# Nemotron-H

> Source: https://aiwiki.ai/wiki/nemotron_h
> Updated: 2026-07-06
> Categories: AI Models, Large Language Models, NVIDIA, Open Source AI
> License: CC BY 4.0 (https://creativecommons.org/licenses/by/4.0/)
> From AI Wiki (https://aiwiki.ai), the free encyclopedia of artificial intelligence. Reuse freely with attribution to "AI Wiki (aiwiki.ai)".

**Nemotron-H** is a family of open-weight [large language models](/wiki/large_language_model) released by [NVIDIA](/wiki/nvidia) in April 2025 that replace most of the self-attention layers of a standard [Transformer](/wiki/transformer) with [Mamba-2](/wiki/mamba_2) state-space layers, producing a hybrid architecture that is substantially faster and cheaper to run at long context while matching the accuracy of comparable pure-Transformer models. The family spans three base sizes, 8B, 56B, and 47B parameters, and is described in the technical report "Nemotron-H: A Family of Accurate and Efficient Hybrid Mamba-Transformer Models" (arXiv:2504.03624), credited to a team of 199 NVIDIA researchers and engineers.[1][2] Nemotron-H is part of NVIDIA's broader [Nemotron](/wiki/nemotron) program of open models, and its hybrid design became the architectural template for later NVIDIA releases including [Nemotron Nano 2](/wiki/nemotron_nano_2) and the [Nemotron 3](/wiki/nemotron_3) mixture-of-experts family.[1][3][4]
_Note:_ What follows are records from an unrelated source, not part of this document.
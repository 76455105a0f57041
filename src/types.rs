/// Registered trace name (also the metadata/archive file stem).
/// Examples: `trace1`, `starlink_2024_dl`
pub type TraceName = String;
/// Name of one data file (run) inside a raw archive.
/// Examples: `trace1/run_01`, `trace1/walk_downtown`
pub type RunName = String;
/// Seconds since the first sample of a trace (or since an arbitrary epoch for raw input).
/// Example: `12.5`
pub type Seconds = f64;
/// Throughput value expressed in the trace's declared unit.
/// Example: `37.2` (Mbps)
pub type Throughput = f64;
/// Millisecond offset of one delivery event in a Mahimahi schedule.
/// Example: `1042`
pub type EventMillis = u64;
//! Explicit set of known traces.
//!
//! The registry is an ordinary value handed to the pipeline; two pipelines
//! built from different registries never observe each other's traces.

use indexmap::IndexMap;
use std::path::Path;
use tracing::{debug, warn};
use walkdir::WalkDir;

use crate::constants::layout::METADATA_EXTENSION;
use crate::errors::TraceError;
use crate::metadata::TraceMetadata;
use crate::types::TraceName;

/// Known traces keyed by name, in registration order.
#[derive(Clone, Debug, Default)]
pub struct MetadataRegistry {
    traces: IndexMap<TraceName, TraceMetadata>,
}

impl MetadataRegistry {
    /// Create an empty registry.
    pub fn new() -> Self {
        Self::default()
    }

    /// Load every `*.json` metadata file directly under `dir`, sorted by file name.
    ///
    /// A file that fails to parse aborts the load; silently skipping it would
    /// drop a trace from the dataset.
    pub fn from_dir(dir: &Path) -> Result<Self, TraceError> {
        let mut paths = Vec::new();
        for entry in WalkDir::new(dir)
            .min_depth(1)
            .max_depth(1)
            .into_iter()
            .filter_map(Result::ok)
            .filter(|entry| entry.file_type().is_file())
        {
            let path = entry.path();
            let is_metadata = path
                .extension()
                .and_then(|ext| ext.to_str())
                .map(|ext| ext.eq_ignore_ascii_case(METADATA_EXTENSION))
                .unwrap_or(false);
            if is_metadata {
                paths.push(path.to_path_buf());
            }
        }
        paths.sort();

        let mut registry = Self::new();
        for path in paths {
            let metadata = TraceMetadata::load(&path)?;
            debug!(
                "[nettraces:registry] loaded metadata '{}' from {}",
                metadata.name,
                path.display()
            );
            registry.insert(metadata);
        }
        Ok(registry)
    }

    /// Register `metadata`, replacing an entry with the same name.
    pub fn insert(&mut self, metadata: TraceMetadata) -> Option<TraceMetadata> {
        let previous = self.traces.insert(metadata.name.clone(), metadata);
        if let Some(previous) = &previous {
            warn!(
                "[nettraces:registry] replaced metadata for '{}'",
                previous.name
            );
        }
        previous
    }

    /// Look up a trace by name.
    pub fn get(&self, name: &str) -> Result<&TraceMetadata, TraceError> {
        self.traces
            .get(name)
            .ok_or_else(|| TraceError::UnknownTrace(name.to_string()))
    }

    /// Registered names in registration order.
    pub fn names(&self) -> impl Iterator<Item = &TraceName> {
        self.traces.keys()
    }

    /// Registered metadata in registration order.
    pub fn iter(&self) -> impl Iterator<Item = &TraceMetadata> {
        self.traces.values()
    }

    pub fn len(&self) -> usize {
        self.traces.len()
    }

    pub fn is_empty(&self) -> bool {
        self.traces.is_empty()
    }
}
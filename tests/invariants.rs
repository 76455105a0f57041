use nettraces::config::{ConverterOptions, LoaderOptions, MahimahiConvention, ProcessorConfig};
use nettraces::converter::{AutoConfirm, ConversionOutcome, Schedule, convert};
use nettraces::data::{CookedTrace, ProcessOutcome, RawSample, RawTrace};
use nettraces::loader::DataLoader;
use nettraces::metadata::ThroughputUnit;
use nettraces::processor::process;
use tempfile::tempdir;

/// Deterministic irregular trace: jittered timestamps and a few dropouts.
fn irregular_trace(name: &str, samples: usize, seed: u64) -> RawTrace {
    let mut state = seed;
    let mut next = move || {
        state = state
            .wrapping_mul(6364136223846793005)
            .wrapping_add(1442695040888963407);
        (state >> 33) as f64 / (1u64 << 31) as f64
    };
    let mut t = 0.0;
    let mut out = Vec::with_capacity(samples);
    for _ in 0..samples {
        t += 0.2 + next() * 1.6;
        let value = if next() < 0.1 { 0.0 } else { 1.0 + next() * 50.0 };
        out.push(RawSample::new(t, value));
    }
    RawTrace::new(name, ThroughputUnit::Mbps, out).unwrap()
}

fn cooked(outcome: ProcessOutcome) -> CookedTrace {
    outcome.cooked().expect("not a dry run")
}

#[test]
fn cooked_length_tracks_span_and_cap() {
    for seed in 1..6 {
        let raw = irregular_trace("run", 200, seed);
        let span = raw.span_secs();
        for g in [0.5, 1.0, 2.5] {
            let config = ProcessorConfig::default().with_granularity_secs(g);
            let trace = cooked(process(&raw, &config).unwrap());
            assert!((trace.length_secs() - span).abs() <= g, "g={g} span={span}");

            let cap = span / 2.0;
            let capped = cooked(process(&raw, &config.clone().with_max_duration_secs(cap)).unwrap());
            assert!((capped.length_secs() - cap).abs() <= g, "g={g} cap={cap}");
        }
    }
}

#[test]
fn processing_a_cooked_trace_again_is_identity() {
    let raw = irregular_trace("run", 120, 42);
    let config = ProcessorConfig::default();
    let first = cooked(process(&raw, &config).unwrap());
    let second = cooked(process(&first.to_raw("again").unwrap(), &config).unwrap());
    assert_eq!(first, second);
}

#[test]
fn cooked_values_have_no_gaps_or_sub_delta_values() {
    for seed in 10..14 {
        let raw = irregular_trace("run", 150, seed);
        let config = ProcessorConfig::default();
        let trace = cooked(process(&raw, &config).unwrap());
        assert!(trace.values().iter().all(|value| *value >= config.delta));
    }
}

#[test]
fn interpolation_scenario_yields_five_valid_values() {
    let raw = RawTrace::new(
        "scenario",
        ThroughputUnit::Mbps,
        vec![
            RawSample::new(0.0, 5.0),
            RawSample::new(2.0, 0.0),
            RawSample::new(4.0, 6.0),
        ],
    )
    .unwrap();
    let trace = cooked(process(&raw, &ProcessorConfig::default()).unwrap());
    assert_eq!(trace.len(), 5);
    assert!(trace.values().iter().all(|value| *value >= 0.01));
}

#[test]
fn scaling_multiplies_every_loaded_value() {
    let raw = irregular_trace("run", 80, 7);
    let trace = cooked(process(&raw, &ProcessorConfig::default()).unwrap());
    for scale in [0.0, 0.5, 3.0] {
        let loaded = DataLoader::new(LoaderOptions::default().with_scale(scale))
            .load(&trace)
            .unwrap();
        let expected: Vec<f64> = trace.values().iter().map(|value| value * scale).collect();
        assert_eq!(loaded, expected);
    }
}

#[test]
fn clip_window_from_long_trace_returns_requested_seconds() {
    let trace = CookedTrace::new(1.0, ThroughputUnit::Mbps, vec![3.0; 100]).unwrap();
    let loaded = DataLoader::new(LoaderOptions::default().with_clip_secs(10.0, 20.0))
        .load(&trace)
        .unwrap();
    assert_eq!(loaded.len(), 10);
}

#[test]
fn schedule_volume_matches_trace_volume_within_one_event_per_window() {
    let convention = MahimahiConvention::default();
    for seed in 20..24 {
        let raw = irregular_trace("run", 100, seed);
        let trace = cooked(process(&raw, &ProcessorConfig::default()).unwrap());
        let schedule = Schedule::from_trace("run", &trace, convention);
        let event_bytes = f64::from(convention.event_size_bytes);
        for (value, events) in trace.values().iter().zip(schedule.events()) {
            let bytes = trace.unit().to_bytes_per_sec(*value) * trace.granularity_secs();
            assert!((*events as f64 * event_bytes - bytes).abs() <= event_bytes / 2.0 + 1e-6);
        }
    }
}

#[test]
fn hour_long_trace_splits_into_files_matching_the_estimate() {
    let temp = tempdir().unwrap();
    let values: Vec<f64> = (0..3600).map(|idx| 1.0 + (idx % 60) as f64 / 10.0).collect();
    let trace = CookedTrace::new(1.0, ThroughputUnit::Mbps, values).unwrap();
    let traces = vec![("hour".to_string(), trace)];

    let options = ConverterOptions::new(temp.path());
    let converter = nettraces::FormatConverter::new(options.clone()).unwrap();
    let (_, estimate) = converter.estimate(&traces).unwrap();
    assert!(estimate.total_bytes > 1024 * 1024);

    let options = options.with_split(true).with_batch_size_bound(1024 * 1024);
    let ConversionOutcome::Written(files) = convert(&traces, options, &mut AutoConfirm).unwrap()
    else {
        panic!("expected written schedules");
    };
    assert!(files.len() >= 2);
    let events: u64 = files.iter().map(|file| file.events).sum();
    assert_eq!(events, estimate.total_events);
    for file in &files {
        let size = std::fs::metadata(&file.path).unwrap().len();
        assert!(size > 0);
    }
}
## Why a hybrid architecture

The dominant weakness of the Transformer is the cost of its attention mechanism. Self-attention compares every token against every other token, so both the compute and the memory required grow quadratically with sequence length. During autoregressive generation, the model must also keep a growing key-value (KV) cache holding the keys and values for every previous token, and that cache expands linearly with the length of the text. As the [context window](/wiki/context_window) reaches tens or hundreds of thousands of tokens, the KV cache dominates memory use and the per-token cost of generation keeps climbing.[1][5]

State-space models offer a different trade-off. A [state-space model](/wiki/state_space_model) (SSM) such as [Mamba](/wiki/mamba) summarizes the past in a fixed-size recurrent state rather than an ever-growing cache. Its successor, Mamba-2, performs a constant amount of computation and uses a constant amount of memory for each generated token, regardless of how long the preceding context is. That makes SSMs attractive for long-context inference, but pure SSMs tend to lag Transformers on tasks that require precise recall or in-context copying, which attention handles well.[1][5]

Nemotron-H takes the pragmatic middle path that several 2025 systems adopted (AI21's [Jamba](/wiki/jamba) being an earlier example): keep a small number of attention layers for the tasks they excel at, and let Mamba-2 layers carry the rest. The result is close to constant compute and memory per generated token during decoding, without giving up the accuracy that a handful of attention layers provides.[1][5]

## Architecture

Each Nemotron-H model interleaves three kinds of layers: Mamba-2 SSM layers, standard feed-forward (MLP) layers, and a deliberately small set of self-attention layers. In the report's design, self-attention accounts for only about 8 percent of the layers (roughly 92 percent of the attention that a pure Transformer would use is removed), and the attention layers are spread evenly through the depth of the network rather than clustered.[1][6] The attention layers use grouped-query attention with a small number of key-value heads to keep the residual KV cache tiny.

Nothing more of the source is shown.